─── Material for the task ───

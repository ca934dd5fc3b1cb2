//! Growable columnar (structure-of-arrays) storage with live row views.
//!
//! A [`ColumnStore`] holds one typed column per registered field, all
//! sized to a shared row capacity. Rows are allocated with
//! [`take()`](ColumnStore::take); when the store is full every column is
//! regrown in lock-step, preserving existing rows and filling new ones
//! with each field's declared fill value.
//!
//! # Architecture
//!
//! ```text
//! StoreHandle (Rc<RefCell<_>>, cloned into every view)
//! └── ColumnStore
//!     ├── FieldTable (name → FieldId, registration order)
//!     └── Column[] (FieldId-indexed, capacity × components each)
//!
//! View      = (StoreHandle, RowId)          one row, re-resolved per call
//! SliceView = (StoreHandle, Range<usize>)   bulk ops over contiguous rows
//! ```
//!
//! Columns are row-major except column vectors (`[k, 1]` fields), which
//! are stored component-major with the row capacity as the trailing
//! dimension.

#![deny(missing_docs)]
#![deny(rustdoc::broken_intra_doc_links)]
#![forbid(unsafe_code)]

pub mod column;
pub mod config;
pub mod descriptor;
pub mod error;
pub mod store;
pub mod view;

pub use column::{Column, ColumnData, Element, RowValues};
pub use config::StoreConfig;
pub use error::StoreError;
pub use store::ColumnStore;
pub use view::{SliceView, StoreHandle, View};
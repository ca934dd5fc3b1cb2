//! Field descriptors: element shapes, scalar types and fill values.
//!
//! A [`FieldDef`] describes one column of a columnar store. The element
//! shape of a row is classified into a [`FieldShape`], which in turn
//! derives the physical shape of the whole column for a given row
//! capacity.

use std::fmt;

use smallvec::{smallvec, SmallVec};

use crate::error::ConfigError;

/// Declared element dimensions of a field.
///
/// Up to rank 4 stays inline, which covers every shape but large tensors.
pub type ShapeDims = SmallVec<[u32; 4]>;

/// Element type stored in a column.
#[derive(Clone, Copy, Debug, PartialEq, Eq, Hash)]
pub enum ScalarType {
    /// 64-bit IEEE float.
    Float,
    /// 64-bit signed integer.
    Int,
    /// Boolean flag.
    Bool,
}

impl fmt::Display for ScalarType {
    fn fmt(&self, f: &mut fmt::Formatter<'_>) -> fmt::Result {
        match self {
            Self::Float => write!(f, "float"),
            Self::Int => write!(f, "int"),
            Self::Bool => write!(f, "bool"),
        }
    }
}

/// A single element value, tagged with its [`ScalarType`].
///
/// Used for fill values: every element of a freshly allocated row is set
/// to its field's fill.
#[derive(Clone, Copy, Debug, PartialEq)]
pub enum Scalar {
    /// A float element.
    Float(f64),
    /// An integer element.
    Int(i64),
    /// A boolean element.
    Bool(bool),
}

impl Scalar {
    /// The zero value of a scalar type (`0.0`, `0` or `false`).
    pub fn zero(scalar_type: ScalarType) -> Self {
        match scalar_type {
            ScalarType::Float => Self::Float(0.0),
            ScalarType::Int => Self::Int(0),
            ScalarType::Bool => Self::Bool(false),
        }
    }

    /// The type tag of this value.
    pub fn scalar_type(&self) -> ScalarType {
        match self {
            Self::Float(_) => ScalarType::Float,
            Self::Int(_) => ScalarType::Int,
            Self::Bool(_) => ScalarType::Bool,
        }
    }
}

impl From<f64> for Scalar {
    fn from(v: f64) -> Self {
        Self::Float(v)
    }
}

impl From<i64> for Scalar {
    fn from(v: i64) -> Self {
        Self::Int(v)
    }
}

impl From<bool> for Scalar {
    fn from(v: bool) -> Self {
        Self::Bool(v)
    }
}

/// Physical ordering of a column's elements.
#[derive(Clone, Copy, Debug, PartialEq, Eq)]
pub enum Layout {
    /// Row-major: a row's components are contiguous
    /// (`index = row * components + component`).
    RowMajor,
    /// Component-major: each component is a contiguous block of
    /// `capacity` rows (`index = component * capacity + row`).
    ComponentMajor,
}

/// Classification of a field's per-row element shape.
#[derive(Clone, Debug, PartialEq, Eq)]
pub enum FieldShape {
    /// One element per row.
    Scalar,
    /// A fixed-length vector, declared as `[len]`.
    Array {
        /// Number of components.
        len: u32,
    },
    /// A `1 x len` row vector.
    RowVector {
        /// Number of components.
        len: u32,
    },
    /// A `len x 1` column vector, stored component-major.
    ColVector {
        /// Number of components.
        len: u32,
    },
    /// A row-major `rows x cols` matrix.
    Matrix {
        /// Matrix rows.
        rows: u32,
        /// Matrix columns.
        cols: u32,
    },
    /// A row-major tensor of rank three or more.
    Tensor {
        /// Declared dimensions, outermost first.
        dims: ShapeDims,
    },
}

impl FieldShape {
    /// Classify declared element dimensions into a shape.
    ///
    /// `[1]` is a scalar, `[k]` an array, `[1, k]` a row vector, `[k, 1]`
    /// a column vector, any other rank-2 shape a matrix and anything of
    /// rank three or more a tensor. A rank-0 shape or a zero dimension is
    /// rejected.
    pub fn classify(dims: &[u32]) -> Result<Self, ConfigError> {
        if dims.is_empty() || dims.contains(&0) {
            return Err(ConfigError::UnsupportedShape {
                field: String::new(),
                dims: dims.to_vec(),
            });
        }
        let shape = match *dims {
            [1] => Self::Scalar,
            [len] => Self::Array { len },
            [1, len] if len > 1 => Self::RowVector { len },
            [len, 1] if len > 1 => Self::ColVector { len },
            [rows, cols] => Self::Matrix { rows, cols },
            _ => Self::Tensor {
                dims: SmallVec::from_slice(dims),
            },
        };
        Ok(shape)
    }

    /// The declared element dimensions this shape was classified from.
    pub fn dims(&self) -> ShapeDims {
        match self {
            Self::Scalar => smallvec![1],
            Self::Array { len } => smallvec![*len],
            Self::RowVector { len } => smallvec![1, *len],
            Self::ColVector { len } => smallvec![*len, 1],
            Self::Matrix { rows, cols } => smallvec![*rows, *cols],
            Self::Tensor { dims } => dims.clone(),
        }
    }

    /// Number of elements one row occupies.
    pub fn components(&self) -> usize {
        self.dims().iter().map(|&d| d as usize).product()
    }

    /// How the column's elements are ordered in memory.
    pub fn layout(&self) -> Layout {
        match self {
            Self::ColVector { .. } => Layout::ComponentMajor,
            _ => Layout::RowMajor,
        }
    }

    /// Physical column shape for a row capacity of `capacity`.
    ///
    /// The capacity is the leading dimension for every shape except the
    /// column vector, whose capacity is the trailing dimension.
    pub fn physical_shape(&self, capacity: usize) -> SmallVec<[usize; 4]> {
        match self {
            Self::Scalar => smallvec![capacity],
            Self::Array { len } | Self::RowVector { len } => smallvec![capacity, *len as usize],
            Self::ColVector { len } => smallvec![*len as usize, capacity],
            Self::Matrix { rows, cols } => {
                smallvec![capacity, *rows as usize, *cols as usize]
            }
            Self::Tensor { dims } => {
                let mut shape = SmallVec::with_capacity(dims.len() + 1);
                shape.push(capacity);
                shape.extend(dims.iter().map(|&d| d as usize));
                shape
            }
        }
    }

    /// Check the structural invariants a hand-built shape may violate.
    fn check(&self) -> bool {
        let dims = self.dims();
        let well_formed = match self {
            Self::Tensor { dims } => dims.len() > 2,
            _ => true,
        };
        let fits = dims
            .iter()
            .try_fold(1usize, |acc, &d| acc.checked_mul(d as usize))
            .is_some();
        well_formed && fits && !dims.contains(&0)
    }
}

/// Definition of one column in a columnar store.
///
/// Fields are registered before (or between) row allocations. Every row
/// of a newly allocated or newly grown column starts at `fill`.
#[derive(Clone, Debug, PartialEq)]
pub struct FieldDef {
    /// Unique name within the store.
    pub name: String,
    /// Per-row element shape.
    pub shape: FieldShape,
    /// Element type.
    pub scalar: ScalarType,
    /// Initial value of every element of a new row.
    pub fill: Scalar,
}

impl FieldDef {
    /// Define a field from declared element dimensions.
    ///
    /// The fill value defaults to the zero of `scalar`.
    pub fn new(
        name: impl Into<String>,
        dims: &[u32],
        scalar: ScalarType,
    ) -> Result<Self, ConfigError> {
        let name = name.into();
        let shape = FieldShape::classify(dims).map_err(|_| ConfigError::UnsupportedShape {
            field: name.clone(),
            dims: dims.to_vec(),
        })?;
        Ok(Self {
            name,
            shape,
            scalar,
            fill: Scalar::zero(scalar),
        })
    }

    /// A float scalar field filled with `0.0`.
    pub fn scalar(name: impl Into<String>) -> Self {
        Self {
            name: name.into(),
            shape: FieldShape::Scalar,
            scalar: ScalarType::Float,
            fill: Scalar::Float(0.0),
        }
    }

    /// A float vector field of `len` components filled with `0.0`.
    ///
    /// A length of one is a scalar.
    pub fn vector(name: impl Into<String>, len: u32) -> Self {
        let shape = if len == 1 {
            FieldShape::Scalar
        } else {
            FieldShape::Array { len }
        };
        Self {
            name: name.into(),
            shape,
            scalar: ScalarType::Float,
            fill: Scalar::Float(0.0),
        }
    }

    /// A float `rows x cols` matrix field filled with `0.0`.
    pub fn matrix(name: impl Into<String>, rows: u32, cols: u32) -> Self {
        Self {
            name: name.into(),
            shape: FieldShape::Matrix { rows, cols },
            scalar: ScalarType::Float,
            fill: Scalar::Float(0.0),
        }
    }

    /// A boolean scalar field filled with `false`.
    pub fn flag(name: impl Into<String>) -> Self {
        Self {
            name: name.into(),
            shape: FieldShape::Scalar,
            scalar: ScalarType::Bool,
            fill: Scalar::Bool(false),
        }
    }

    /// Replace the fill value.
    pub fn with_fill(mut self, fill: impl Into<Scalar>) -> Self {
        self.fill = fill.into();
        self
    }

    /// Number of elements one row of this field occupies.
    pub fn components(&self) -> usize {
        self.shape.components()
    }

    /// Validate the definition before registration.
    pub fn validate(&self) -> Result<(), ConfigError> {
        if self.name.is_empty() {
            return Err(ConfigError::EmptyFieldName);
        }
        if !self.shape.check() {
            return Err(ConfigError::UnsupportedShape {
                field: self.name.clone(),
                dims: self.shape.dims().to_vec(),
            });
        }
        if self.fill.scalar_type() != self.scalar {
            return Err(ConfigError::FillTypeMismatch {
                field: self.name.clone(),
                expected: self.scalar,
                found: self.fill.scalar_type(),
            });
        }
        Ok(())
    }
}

───

=== Work task ===
If a line of the records above holds the string "write", count it; then state only how many such lines there are.

=== Result ===
3